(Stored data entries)

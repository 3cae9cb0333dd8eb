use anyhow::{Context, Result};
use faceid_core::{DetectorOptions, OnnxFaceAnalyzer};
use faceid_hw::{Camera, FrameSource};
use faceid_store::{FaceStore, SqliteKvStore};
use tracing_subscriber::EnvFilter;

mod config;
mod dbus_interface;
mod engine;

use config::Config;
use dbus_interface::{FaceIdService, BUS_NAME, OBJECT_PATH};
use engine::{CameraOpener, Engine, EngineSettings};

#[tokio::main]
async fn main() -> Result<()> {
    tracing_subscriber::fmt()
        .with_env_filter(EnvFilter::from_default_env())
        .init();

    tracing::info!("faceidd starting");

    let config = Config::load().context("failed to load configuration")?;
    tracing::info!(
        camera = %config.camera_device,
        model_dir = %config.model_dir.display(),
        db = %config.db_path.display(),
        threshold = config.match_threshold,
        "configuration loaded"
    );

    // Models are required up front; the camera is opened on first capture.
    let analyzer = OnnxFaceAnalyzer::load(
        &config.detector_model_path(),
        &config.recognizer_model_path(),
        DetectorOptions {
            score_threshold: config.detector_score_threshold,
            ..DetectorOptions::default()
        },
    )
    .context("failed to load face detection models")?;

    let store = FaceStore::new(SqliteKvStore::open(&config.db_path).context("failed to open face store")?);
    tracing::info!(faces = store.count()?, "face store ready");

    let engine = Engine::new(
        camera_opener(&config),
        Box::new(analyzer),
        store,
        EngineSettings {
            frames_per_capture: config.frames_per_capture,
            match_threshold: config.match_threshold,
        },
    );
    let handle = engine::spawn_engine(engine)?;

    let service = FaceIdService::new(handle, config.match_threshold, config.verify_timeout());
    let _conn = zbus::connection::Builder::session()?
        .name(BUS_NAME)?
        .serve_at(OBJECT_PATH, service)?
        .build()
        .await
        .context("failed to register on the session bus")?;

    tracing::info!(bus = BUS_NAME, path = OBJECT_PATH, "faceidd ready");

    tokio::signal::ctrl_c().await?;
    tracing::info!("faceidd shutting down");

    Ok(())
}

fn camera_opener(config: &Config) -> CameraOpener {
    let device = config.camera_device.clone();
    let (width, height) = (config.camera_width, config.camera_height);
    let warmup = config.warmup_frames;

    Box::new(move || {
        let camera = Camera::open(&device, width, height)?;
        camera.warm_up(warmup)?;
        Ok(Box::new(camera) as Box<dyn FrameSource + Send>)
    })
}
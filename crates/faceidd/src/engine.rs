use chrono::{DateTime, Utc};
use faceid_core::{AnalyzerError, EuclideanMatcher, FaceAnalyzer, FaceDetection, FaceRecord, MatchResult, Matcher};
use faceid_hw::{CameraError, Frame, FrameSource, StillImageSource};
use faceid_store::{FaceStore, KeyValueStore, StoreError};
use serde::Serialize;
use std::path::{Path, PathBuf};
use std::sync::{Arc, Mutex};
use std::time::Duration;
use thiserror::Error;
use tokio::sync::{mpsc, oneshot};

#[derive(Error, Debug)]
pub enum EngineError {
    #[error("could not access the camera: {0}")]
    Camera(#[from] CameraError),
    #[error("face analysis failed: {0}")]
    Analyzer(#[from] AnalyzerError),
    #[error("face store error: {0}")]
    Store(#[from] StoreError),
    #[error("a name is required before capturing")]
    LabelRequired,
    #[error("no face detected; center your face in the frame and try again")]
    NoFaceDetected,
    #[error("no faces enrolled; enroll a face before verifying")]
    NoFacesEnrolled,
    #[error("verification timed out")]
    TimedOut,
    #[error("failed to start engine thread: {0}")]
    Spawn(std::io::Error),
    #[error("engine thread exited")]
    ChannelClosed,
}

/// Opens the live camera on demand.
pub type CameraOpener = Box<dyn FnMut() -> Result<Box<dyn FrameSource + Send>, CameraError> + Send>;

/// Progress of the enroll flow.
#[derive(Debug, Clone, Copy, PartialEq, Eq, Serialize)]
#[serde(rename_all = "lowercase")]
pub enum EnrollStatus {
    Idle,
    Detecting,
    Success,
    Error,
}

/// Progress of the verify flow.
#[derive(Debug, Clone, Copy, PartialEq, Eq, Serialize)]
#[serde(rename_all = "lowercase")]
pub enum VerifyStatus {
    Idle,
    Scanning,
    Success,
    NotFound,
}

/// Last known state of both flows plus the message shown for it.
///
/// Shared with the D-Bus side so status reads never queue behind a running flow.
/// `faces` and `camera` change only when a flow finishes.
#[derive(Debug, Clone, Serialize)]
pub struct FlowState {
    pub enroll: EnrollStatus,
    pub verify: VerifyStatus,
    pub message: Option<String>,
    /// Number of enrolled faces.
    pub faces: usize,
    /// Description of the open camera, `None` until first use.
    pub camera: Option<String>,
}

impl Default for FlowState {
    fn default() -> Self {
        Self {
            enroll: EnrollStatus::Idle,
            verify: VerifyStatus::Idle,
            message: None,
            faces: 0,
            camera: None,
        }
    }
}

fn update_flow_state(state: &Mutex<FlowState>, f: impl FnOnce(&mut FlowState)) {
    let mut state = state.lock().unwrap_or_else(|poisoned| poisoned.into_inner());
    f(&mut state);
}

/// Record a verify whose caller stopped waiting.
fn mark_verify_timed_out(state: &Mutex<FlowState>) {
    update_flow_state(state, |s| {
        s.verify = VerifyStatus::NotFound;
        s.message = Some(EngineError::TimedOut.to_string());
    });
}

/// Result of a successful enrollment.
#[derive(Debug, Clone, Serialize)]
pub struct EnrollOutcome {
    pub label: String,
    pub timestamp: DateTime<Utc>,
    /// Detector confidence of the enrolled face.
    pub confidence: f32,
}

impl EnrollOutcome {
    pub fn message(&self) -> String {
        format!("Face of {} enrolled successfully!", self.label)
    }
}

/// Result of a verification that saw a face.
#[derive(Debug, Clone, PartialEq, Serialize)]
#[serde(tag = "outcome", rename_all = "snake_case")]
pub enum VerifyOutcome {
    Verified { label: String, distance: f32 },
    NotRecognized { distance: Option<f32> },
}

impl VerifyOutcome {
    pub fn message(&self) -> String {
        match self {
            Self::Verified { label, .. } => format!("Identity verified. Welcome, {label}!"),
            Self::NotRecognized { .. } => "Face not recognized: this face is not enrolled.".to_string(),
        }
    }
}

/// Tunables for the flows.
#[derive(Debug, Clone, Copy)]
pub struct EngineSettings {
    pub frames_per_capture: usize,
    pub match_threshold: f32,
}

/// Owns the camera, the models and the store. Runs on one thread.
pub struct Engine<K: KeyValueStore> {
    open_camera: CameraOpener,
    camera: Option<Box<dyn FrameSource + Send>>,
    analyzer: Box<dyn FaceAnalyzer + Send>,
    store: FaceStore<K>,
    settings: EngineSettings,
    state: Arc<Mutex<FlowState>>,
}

TASK PROMPT:
Working through the entries above, copy every line in which "FrameSource" is found.

SOLUTION TO THIS EXERCISE:
use faceid_hw::{Camera, FrameSource};
        Ok(Box::new(camera) as Box<dyn FrameSource + Send>)
use faceid_hw::{CameraError, Frame, FrameSource, StillImageSource};
pub type CameraOpener = Box<dyn FnMut() -> Result<Box<dyn FrameSource + Send>, CameraError> + Send>;
    camera: Option<Box<dyn FrameSource + Send>>,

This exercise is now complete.